**GOAL OF THE EXERCISE**
Some lines hold the string "filename". Copy all of them from the material that follows.

**EXTRACTED RECORDS**
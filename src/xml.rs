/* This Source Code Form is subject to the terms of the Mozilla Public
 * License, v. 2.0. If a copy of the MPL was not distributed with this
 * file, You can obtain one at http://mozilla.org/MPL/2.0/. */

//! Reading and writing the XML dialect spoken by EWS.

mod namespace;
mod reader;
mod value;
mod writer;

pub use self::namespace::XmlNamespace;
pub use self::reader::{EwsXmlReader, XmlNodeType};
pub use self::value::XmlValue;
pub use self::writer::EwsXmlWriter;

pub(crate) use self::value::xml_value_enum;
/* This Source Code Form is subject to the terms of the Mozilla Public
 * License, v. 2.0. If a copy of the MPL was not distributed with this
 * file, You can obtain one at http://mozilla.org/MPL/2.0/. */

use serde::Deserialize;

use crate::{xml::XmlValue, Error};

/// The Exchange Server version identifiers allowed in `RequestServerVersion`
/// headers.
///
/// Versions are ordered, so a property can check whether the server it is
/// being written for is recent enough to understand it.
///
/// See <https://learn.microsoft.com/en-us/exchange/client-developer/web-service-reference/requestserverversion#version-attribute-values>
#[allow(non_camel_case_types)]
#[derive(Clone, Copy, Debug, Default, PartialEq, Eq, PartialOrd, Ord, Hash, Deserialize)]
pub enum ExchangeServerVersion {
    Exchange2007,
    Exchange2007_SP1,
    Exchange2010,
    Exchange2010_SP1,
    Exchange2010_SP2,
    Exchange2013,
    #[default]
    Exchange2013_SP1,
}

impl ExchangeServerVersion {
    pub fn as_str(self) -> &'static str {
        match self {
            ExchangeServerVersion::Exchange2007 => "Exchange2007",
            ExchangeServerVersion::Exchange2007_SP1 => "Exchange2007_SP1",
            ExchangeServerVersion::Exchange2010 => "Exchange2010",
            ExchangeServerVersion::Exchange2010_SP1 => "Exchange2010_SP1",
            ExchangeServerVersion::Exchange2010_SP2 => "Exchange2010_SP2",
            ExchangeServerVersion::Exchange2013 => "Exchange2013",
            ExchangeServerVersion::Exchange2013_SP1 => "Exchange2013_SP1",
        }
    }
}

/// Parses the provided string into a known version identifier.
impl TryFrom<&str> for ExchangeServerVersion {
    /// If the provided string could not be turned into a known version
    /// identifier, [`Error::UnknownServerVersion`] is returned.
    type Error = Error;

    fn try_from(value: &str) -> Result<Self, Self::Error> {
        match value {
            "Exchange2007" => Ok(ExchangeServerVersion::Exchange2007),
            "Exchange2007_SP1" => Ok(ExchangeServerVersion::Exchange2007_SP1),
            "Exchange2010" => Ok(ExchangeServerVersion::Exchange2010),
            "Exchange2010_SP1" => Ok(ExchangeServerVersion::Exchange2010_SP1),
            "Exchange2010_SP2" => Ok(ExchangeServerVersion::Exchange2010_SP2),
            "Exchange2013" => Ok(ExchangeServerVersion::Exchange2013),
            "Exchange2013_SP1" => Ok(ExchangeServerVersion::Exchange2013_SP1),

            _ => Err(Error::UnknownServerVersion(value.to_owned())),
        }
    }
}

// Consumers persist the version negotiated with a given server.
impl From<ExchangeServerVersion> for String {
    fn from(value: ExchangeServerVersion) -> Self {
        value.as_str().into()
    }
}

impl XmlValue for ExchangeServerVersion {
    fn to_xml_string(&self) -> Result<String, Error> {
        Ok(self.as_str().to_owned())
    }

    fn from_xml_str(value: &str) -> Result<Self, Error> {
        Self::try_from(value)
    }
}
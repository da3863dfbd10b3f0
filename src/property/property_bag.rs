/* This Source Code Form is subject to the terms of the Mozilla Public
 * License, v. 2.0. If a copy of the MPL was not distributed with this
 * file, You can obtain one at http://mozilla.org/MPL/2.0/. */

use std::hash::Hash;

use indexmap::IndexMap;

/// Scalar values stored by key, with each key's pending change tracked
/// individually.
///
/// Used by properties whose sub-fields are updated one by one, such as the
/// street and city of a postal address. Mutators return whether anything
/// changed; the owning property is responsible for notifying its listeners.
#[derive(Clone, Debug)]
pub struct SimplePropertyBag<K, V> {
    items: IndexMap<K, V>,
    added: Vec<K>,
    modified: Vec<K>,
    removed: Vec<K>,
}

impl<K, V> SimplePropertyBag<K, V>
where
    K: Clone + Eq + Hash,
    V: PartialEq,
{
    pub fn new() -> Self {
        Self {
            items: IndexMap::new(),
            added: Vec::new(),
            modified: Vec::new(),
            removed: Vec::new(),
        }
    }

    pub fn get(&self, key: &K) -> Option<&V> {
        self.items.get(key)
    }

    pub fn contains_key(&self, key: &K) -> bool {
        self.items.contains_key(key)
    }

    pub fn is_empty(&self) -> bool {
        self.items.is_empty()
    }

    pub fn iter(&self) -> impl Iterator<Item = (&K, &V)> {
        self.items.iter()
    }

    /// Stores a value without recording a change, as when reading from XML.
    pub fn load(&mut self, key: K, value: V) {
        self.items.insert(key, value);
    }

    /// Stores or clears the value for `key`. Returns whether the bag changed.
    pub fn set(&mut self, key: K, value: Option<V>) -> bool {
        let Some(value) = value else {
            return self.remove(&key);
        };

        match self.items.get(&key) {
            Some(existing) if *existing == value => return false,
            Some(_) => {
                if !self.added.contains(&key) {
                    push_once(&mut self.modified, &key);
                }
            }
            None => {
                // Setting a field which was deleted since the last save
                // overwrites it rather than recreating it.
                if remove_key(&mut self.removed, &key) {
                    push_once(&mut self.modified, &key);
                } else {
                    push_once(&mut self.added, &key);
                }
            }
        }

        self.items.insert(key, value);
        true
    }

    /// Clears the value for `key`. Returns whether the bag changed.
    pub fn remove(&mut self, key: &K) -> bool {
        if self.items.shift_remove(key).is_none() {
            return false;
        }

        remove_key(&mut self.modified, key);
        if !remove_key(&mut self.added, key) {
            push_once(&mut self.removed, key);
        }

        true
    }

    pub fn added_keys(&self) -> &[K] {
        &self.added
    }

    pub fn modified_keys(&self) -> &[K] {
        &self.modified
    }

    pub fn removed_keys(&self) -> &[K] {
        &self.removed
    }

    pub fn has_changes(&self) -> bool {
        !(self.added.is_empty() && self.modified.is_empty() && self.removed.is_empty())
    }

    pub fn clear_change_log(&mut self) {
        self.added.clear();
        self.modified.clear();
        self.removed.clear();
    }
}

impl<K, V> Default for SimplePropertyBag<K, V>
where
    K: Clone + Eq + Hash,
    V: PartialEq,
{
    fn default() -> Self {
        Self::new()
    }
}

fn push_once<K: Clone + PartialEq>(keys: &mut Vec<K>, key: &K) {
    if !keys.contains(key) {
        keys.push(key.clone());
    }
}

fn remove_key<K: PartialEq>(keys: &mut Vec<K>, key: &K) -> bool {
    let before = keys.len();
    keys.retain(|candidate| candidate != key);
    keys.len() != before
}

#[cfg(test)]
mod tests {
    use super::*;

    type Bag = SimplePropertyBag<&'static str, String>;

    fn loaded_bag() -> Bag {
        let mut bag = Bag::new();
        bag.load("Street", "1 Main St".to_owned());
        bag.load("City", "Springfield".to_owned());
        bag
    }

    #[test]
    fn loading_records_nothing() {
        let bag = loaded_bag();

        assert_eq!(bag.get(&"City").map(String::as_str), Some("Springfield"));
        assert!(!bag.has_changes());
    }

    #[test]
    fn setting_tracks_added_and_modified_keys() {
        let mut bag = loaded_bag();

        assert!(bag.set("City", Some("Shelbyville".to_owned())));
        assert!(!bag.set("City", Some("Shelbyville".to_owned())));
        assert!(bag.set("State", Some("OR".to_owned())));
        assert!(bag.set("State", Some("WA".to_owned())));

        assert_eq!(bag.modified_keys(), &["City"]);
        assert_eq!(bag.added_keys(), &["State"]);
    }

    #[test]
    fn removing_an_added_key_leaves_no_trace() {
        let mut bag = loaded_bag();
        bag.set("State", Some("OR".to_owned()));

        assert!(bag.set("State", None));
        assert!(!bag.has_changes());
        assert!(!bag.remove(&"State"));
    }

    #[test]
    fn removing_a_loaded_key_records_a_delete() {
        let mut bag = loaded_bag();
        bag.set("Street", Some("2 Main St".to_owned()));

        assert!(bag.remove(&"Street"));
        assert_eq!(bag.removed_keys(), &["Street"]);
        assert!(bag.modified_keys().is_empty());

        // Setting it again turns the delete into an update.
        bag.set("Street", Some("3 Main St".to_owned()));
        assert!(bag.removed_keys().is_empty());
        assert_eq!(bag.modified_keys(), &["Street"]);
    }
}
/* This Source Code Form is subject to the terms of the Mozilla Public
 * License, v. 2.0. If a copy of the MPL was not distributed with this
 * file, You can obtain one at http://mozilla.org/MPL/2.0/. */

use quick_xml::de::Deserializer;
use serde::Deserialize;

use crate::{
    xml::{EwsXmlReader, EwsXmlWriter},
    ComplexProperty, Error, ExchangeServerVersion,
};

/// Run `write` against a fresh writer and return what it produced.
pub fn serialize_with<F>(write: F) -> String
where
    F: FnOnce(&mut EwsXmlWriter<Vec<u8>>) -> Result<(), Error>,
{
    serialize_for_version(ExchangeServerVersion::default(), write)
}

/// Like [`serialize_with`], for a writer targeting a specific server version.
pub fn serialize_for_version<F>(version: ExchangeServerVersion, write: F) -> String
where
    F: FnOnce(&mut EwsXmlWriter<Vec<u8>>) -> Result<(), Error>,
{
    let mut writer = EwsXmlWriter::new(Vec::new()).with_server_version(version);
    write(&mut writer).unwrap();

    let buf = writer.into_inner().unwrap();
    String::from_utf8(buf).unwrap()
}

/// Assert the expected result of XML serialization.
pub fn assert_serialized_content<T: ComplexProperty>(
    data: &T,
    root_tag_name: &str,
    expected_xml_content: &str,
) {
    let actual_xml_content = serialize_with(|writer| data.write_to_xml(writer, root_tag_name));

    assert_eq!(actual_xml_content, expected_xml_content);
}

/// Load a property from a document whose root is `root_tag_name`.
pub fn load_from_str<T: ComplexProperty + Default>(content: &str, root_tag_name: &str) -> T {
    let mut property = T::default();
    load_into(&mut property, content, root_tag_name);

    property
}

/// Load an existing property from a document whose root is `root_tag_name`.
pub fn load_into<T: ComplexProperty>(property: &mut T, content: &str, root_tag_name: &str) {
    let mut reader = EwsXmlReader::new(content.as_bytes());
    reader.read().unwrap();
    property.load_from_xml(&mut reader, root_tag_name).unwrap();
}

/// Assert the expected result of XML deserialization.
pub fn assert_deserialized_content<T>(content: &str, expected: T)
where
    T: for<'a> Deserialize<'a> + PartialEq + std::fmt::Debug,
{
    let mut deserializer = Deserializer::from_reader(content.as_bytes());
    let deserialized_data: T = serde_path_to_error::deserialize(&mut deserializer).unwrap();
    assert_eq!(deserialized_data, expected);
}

**SOLUTION TO THIS TASK**
filename src/xml.rs
filename src/property/property_bag.rs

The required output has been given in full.